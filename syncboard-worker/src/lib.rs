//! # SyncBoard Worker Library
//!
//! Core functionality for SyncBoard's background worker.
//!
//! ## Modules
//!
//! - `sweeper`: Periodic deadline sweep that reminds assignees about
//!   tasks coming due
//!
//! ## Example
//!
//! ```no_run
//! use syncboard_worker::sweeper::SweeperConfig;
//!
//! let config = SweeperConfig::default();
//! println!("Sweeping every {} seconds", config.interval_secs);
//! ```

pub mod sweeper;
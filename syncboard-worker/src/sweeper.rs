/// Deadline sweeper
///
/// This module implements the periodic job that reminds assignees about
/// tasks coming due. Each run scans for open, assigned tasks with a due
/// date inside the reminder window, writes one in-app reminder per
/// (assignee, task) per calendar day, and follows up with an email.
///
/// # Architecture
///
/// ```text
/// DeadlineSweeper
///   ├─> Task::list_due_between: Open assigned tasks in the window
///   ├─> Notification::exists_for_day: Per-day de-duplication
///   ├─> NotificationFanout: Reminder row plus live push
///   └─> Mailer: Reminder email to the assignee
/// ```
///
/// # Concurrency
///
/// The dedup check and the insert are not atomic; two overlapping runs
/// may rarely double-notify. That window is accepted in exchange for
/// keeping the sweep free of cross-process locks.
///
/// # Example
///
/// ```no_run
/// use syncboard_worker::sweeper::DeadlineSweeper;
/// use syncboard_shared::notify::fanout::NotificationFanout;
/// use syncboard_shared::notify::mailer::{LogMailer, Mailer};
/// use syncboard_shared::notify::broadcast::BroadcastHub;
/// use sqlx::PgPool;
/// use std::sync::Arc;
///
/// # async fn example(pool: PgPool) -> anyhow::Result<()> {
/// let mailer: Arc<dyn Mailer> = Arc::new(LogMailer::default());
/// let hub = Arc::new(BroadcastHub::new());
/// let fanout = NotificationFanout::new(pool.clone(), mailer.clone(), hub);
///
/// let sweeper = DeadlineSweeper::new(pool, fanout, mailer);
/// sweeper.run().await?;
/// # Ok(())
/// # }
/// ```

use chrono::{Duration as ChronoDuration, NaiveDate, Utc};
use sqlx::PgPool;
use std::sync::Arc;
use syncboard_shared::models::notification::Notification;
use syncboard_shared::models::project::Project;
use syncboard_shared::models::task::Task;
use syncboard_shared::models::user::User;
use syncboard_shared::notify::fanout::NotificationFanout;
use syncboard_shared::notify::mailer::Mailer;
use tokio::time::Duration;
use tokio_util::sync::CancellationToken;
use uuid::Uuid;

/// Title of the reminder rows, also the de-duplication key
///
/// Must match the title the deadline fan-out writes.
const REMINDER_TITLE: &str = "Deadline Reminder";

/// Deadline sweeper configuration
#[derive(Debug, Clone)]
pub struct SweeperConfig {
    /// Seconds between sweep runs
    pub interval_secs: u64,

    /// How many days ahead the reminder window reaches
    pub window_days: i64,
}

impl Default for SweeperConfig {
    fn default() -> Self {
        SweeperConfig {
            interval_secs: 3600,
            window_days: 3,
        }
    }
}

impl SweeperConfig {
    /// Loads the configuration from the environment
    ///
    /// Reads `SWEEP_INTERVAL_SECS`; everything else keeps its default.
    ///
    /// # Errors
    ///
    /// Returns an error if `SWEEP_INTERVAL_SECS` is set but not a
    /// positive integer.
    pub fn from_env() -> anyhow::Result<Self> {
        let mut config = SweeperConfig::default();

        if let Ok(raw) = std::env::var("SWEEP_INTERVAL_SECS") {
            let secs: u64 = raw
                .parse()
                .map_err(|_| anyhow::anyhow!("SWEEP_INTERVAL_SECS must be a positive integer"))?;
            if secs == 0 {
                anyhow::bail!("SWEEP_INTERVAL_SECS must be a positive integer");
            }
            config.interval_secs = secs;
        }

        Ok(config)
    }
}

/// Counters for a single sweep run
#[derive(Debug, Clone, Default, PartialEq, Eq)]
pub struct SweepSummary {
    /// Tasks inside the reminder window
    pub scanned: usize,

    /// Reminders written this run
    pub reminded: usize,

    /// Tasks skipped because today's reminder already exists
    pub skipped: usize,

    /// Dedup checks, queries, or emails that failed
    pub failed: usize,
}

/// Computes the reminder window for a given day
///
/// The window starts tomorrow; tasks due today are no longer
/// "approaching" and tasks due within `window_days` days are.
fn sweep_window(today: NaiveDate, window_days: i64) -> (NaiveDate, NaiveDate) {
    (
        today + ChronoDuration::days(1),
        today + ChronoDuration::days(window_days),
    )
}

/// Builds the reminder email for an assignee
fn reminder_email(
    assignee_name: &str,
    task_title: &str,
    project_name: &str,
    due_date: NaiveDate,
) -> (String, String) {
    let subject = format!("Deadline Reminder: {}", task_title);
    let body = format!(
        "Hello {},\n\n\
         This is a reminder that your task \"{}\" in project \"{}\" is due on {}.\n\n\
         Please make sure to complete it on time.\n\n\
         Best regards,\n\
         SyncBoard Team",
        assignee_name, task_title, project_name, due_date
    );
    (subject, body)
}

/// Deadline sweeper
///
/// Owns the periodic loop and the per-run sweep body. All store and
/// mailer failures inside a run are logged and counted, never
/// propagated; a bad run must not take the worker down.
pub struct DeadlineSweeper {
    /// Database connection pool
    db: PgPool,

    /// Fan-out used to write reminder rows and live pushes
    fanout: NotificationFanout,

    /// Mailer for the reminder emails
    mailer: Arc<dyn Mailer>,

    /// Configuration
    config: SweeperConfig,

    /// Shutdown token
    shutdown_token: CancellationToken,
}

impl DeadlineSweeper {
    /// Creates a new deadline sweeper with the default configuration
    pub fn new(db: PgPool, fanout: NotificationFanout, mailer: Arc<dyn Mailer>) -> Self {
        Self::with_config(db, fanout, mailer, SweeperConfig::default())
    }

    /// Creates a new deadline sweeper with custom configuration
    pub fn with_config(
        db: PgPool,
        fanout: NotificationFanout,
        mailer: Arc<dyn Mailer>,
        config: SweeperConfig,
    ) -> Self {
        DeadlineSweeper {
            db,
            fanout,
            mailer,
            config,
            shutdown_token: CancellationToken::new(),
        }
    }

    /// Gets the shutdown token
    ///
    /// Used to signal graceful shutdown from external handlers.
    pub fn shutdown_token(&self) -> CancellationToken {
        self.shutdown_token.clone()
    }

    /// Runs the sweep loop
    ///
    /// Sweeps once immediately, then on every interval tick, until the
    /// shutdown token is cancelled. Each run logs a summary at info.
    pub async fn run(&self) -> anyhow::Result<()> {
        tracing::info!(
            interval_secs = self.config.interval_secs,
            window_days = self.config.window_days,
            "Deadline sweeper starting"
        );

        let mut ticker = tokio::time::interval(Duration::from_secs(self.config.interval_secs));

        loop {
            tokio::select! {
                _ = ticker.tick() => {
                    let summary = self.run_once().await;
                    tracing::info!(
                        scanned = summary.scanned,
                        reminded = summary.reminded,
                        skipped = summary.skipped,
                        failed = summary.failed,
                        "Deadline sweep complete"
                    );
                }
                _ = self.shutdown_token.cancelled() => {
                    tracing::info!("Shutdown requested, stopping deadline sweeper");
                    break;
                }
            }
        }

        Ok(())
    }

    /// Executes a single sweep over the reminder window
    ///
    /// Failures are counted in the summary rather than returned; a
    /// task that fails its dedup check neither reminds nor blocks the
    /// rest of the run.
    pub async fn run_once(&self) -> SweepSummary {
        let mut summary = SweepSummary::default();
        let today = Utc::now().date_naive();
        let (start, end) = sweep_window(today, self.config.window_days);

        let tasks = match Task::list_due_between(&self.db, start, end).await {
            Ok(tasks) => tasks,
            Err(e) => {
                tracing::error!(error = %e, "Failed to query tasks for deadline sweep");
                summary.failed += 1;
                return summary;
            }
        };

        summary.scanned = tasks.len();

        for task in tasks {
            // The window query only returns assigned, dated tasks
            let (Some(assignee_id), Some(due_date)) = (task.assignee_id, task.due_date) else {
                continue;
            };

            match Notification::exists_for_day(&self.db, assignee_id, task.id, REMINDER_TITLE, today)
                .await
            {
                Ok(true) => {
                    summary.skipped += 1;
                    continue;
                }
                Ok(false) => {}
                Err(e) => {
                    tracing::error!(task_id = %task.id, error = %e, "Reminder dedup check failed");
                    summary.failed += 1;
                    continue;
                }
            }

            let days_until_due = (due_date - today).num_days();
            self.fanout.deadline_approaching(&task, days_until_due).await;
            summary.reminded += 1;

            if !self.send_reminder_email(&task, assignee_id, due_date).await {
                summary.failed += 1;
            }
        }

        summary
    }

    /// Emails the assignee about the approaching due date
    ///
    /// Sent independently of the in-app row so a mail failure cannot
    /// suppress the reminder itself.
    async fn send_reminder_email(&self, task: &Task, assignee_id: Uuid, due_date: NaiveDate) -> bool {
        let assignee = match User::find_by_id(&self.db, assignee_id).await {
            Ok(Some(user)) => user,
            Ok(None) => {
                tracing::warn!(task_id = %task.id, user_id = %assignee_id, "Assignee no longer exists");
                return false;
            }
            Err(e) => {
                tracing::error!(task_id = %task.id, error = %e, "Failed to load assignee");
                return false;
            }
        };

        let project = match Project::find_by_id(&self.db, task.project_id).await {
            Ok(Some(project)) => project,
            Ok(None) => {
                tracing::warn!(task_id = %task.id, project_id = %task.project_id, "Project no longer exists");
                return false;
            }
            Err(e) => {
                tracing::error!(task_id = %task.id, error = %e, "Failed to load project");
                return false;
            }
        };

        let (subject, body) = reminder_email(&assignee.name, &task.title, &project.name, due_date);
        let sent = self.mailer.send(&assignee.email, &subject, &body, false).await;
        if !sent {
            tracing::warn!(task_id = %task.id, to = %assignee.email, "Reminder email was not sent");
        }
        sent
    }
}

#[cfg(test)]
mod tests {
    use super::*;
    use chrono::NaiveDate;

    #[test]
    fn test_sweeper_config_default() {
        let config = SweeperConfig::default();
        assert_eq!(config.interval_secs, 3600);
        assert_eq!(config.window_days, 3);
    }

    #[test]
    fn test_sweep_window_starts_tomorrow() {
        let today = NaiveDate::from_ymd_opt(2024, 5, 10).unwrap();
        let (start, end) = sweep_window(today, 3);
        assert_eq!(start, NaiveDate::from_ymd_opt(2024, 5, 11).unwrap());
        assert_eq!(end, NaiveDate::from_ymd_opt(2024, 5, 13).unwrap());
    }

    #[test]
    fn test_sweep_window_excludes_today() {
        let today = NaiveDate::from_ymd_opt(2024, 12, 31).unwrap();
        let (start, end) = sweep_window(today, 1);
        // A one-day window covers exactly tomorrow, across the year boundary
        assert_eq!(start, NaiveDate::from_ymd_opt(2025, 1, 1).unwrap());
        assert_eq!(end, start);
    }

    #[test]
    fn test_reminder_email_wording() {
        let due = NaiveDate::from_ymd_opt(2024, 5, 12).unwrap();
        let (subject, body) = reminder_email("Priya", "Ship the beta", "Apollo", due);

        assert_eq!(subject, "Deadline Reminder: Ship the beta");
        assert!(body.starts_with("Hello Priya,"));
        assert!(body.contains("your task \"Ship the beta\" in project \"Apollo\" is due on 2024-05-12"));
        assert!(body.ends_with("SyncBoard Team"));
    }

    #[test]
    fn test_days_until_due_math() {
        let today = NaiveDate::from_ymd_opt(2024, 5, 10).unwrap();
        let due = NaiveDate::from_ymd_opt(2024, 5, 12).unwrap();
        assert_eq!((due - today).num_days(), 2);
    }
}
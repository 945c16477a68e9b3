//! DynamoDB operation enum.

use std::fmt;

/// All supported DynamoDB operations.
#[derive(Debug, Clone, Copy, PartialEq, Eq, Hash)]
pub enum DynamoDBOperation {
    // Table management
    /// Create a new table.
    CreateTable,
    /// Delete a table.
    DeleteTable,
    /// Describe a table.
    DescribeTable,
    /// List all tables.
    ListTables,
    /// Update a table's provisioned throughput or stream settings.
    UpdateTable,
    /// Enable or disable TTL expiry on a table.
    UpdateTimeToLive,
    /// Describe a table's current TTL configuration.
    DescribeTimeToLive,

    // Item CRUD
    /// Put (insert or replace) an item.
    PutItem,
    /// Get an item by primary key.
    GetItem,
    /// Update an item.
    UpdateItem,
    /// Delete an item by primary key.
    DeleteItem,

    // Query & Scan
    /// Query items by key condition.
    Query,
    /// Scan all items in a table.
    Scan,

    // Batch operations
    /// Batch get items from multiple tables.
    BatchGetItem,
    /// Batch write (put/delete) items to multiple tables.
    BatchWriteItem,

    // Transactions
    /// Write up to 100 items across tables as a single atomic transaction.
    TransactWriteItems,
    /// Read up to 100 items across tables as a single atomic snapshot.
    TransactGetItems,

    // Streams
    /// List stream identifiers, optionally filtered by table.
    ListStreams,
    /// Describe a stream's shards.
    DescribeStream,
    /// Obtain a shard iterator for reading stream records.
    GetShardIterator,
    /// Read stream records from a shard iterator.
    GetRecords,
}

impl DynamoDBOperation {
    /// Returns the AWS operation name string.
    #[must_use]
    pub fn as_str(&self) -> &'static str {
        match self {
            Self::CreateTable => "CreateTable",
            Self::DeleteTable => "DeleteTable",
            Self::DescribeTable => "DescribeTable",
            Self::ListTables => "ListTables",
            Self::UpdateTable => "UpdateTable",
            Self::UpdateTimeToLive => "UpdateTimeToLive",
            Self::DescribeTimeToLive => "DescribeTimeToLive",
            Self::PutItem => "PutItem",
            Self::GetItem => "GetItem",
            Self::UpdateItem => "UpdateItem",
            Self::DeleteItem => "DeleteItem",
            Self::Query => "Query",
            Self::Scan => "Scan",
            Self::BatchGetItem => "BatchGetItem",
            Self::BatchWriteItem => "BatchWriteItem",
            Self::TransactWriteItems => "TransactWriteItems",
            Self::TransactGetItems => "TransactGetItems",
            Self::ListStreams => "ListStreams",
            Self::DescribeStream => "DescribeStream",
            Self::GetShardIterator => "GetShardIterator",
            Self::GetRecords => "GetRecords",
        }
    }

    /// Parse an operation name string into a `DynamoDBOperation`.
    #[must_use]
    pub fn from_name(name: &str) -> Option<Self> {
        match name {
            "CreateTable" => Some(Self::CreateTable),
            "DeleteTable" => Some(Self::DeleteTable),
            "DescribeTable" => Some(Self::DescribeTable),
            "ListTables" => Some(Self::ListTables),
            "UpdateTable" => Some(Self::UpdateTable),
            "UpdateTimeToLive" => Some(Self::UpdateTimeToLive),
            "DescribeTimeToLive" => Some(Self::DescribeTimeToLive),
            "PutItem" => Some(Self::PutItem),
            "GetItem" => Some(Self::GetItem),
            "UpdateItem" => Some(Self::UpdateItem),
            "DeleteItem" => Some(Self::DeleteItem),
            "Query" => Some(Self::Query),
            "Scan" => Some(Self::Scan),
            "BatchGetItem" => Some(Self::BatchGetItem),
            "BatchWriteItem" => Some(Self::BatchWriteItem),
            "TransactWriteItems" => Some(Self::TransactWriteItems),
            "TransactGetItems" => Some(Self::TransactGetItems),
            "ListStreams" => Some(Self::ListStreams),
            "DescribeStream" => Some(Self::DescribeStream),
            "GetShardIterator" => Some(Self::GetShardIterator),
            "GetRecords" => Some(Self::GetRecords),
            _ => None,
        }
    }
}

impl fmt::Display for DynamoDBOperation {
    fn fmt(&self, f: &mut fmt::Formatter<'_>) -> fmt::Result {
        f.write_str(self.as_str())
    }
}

--- --- ---

● Work order: Which of the lines above contain "async"? Return them all.

● Output of the exercise:
/// # async fn example(pool: PgPool) -> anyhow::Result<()> {
    pub async fn run(&self) -> anyhow::Result<()> {
    pub async fn run_once(&self) -> SweepSummary {
    async fn send_reminder_email(&self, task: &Task, assignee_id: Uuid, due_date: NaiveDate) -> bool {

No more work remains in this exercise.